What is being asked:
All lines in the records below that hold "false" are to be shown.

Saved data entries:
######

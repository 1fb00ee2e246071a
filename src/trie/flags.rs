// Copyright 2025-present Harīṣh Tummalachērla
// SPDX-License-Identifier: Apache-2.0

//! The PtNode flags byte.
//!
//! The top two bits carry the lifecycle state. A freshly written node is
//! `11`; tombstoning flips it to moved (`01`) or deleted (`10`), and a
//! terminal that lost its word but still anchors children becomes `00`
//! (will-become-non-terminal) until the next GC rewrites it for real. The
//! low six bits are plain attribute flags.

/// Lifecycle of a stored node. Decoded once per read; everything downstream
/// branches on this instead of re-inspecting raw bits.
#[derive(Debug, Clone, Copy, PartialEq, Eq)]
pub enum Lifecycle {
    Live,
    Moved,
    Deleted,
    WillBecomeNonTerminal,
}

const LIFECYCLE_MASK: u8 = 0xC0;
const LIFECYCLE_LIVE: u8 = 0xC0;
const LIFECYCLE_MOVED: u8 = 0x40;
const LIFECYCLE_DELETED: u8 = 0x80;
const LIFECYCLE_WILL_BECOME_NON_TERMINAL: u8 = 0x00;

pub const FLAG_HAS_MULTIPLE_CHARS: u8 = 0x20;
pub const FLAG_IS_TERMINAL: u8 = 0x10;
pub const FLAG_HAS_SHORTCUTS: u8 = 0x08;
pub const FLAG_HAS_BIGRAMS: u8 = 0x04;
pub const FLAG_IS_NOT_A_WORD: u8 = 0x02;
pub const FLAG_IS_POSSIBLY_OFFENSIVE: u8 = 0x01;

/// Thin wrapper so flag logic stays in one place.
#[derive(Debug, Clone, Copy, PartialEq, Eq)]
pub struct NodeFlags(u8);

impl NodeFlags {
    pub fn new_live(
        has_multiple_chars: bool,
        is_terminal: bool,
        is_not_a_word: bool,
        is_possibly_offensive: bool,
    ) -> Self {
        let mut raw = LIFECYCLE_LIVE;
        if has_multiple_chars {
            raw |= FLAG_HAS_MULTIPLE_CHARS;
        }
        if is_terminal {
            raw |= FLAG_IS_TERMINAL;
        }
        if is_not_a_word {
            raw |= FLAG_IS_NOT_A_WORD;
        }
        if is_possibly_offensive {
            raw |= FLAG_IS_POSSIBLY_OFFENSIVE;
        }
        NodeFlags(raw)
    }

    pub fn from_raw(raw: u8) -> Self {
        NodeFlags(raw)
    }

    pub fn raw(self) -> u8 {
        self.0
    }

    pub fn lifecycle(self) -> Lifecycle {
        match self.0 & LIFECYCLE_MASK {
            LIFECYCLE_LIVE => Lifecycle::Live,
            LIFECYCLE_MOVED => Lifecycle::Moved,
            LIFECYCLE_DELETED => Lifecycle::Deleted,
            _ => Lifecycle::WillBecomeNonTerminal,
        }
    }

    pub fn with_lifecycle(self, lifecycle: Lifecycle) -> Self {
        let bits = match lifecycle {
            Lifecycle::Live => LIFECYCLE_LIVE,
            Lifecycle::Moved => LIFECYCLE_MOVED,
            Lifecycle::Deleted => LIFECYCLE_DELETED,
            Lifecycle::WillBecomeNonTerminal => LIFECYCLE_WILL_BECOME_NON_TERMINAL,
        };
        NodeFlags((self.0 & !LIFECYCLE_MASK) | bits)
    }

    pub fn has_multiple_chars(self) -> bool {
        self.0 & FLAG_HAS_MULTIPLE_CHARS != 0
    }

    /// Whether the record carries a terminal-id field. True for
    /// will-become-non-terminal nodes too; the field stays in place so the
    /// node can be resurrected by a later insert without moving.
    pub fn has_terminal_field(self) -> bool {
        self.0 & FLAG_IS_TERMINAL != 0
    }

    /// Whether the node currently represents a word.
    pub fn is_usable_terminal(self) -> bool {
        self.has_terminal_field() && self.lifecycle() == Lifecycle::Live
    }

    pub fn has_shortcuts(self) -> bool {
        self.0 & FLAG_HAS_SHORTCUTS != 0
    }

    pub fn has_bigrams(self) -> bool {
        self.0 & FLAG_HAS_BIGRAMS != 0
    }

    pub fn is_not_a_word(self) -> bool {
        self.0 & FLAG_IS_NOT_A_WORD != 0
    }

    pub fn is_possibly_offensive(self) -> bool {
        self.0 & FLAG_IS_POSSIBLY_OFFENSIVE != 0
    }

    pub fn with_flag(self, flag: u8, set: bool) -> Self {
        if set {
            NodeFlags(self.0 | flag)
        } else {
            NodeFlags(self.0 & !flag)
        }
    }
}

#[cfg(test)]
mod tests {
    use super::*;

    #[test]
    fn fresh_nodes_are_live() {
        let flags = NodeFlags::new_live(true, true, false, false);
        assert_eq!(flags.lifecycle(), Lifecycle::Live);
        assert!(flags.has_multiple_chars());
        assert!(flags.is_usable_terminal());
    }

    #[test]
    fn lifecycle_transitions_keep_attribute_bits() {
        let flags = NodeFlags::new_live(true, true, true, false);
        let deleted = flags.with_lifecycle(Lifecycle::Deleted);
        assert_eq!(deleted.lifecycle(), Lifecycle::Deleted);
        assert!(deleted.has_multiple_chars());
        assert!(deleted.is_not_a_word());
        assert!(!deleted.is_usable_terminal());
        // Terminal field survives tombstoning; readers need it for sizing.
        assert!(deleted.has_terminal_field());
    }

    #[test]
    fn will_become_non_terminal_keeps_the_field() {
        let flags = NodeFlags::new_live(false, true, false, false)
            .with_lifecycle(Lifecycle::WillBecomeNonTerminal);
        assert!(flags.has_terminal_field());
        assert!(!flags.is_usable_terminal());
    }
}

######

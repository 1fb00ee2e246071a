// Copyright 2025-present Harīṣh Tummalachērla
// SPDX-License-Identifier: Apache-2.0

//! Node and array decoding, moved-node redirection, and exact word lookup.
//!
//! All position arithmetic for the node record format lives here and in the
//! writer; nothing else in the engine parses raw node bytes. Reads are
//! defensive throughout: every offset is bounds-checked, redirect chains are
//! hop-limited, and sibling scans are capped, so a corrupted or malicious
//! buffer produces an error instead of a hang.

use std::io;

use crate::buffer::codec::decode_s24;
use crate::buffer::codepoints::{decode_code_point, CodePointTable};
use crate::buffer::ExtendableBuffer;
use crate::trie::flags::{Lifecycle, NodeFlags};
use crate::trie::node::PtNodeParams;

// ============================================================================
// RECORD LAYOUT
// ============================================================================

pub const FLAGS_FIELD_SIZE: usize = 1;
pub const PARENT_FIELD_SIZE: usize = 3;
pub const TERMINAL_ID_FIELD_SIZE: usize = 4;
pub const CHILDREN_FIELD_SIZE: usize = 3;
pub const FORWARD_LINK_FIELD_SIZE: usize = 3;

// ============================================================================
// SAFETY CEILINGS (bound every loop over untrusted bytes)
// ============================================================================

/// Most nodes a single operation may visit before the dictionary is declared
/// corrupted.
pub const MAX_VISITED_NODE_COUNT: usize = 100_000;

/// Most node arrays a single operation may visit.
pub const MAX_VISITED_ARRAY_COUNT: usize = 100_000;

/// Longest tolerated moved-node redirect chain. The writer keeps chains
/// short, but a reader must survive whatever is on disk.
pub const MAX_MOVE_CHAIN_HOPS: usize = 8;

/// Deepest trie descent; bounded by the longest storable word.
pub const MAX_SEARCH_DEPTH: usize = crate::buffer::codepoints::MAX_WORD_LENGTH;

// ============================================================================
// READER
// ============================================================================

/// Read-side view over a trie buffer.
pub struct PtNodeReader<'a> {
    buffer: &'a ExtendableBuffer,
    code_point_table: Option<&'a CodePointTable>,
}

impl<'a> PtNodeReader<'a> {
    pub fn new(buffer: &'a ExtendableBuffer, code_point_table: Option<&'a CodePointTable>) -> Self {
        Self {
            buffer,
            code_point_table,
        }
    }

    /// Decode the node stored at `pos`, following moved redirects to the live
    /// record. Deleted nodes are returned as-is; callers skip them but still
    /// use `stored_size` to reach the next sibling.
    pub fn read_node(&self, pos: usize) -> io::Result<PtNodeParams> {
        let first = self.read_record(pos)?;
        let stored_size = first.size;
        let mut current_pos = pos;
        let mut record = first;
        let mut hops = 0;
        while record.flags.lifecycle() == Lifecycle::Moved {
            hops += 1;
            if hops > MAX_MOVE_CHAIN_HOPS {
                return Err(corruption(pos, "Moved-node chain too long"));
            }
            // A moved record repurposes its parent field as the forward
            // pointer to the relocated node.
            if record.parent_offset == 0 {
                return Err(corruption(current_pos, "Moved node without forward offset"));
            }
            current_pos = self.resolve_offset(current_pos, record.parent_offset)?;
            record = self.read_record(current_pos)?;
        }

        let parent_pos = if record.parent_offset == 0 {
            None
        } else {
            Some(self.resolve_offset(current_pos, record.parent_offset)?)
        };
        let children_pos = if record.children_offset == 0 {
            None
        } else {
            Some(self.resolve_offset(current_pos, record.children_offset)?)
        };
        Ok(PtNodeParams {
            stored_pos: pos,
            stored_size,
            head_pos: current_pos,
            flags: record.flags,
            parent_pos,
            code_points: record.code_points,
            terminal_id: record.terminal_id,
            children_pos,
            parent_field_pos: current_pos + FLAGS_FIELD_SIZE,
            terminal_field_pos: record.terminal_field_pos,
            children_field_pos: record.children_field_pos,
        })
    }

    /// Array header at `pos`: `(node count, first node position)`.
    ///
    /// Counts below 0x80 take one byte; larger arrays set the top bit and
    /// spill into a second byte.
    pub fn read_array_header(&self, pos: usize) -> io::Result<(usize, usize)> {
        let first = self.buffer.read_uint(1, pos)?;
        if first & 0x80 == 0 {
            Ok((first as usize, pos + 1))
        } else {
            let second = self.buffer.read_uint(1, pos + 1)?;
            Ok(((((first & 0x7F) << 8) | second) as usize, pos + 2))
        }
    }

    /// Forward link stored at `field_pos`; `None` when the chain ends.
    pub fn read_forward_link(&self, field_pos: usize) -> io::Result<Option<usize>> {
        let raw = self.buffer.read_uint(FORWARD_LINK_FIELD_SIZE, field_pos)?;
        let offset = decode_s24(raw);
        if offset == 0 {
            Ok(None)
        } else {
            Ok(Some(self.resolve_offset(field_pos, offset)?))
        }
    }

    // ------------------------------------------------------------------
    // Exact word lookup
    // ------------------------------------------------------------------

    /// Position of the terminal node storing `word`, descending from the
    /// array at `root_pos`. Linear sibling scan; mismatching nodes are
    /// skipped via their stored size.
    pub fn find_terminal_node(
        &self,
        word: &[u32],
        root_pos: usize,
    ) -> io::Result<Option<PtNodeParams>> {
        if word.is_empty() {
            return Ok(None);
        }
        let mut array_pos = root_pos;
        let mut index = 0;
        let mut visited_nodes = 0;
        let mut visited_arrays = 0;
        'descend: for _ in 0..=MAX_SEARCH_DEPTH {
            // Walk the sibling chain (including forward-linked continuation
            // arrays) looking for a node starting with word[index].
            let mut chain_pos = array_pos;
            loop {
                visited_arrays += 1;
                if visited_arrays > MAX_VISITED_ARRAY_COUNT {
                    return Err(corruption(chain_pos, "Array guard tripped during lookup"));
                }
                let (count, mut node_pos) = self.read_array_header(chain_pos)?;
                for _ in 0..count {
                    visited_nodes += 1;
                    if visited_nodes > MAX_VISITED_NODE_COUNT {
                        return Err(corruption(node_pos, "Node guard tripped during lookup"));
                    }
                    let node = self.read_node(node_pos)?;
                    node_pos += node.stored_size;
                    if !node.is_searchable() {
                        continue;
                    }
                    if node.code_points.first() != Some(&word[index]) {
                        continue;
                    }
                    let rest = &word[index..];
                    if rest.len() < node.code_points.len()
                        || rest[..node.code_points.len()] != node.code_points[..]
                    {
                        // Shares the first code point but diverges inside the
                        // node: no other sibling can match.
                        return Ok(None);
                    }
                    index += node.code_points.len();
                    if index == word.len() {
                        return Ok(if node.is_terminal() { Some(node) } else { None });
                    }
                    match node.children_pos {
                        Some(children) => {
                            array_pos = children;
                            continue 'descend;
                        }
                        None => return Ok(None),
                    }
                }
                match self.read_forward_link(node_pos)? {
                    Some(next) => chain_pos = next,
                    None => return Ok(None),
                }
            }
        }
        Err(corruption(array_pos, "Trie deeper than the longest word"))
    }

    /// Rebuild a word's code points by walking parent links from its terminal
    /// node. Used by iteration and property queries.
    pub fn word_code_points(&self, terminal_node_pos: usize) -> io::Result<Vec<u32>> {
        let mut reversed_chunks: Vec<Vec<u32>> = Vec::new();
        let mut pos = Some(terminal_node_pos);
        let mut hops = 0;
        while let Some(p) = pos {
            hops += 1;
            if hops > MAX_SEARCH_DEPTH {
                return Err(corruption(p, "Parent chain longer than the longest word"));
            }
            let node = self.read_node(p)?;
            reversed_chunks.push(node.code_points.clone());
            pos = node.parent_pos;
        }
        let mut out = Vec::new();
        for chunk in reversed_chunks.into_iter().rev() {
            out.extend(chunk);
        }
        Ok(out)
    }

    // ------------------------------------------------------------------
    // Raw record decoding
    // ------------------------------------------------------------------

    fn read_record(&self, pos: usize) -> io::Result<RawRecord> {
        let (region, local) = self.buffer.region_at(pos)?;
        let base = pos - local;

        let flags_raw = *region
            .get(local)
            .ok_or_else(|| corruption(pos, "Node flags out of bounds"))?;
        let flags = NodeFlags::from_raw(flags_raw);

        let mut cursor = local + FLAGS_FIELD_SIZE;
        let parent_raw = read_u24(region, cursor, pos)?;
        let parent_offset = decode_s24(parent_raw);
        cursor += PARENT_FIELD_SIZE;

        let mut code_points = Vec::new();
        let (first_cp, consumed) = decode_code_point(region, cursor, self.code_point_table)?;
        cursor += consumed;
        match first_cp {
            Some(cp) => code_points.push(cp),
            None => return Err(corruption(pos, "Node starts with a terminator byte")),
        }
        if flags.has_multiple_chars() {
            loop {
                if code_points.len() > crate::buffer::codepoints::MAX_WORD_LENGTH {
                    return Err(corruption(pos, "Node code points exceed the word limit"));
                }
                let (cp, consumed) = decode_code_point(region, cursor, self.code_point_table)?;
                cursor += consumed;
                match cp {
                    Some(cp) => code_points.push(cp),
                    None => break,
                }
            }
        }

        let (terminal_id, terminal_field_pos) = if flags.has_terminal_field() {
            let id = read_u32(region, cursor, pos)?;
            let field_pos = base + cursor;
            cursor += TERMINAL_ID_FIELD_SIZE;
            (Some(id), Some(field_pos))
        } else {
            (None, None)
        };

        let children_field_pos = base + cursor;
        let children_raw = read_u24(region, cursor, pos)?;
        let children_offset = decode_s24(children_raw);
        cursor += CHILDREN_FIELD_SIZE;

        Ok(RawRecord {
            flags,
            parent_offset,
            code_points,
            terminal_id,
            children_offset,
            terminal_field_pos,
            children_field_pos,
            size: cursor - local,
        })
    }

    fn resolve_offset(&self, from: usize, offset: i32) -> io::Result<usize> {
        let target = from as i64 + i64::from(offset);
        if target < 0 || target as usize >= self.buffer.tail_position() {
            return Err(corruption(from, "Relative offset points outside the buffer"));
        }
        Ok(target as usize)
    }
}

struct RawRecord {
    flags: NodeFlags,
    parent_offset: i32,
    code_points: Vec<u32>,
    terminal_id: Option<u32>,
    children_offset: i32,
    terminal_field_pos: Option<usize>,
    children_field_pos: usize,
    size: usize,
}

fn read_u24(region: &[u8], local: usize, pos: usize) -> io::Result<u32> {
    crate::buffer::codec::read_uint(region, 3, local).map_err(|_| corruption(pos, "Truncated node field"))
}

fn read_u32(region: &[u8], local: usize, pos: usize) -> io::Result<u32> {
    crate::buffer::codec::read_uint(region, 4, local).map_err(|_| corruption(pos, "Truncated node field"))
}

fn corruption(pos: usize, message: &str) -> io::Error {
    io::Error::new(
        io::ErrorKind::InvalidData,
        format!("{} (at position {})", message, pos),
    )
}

######

Solved exercise:
        let flags = NodeFlags::new_live(true, true, false, false);
        let flags = NodeFlags::new_live(true, true, true, false);
        let flags = NodeFlags::new_live(false, true, false, false)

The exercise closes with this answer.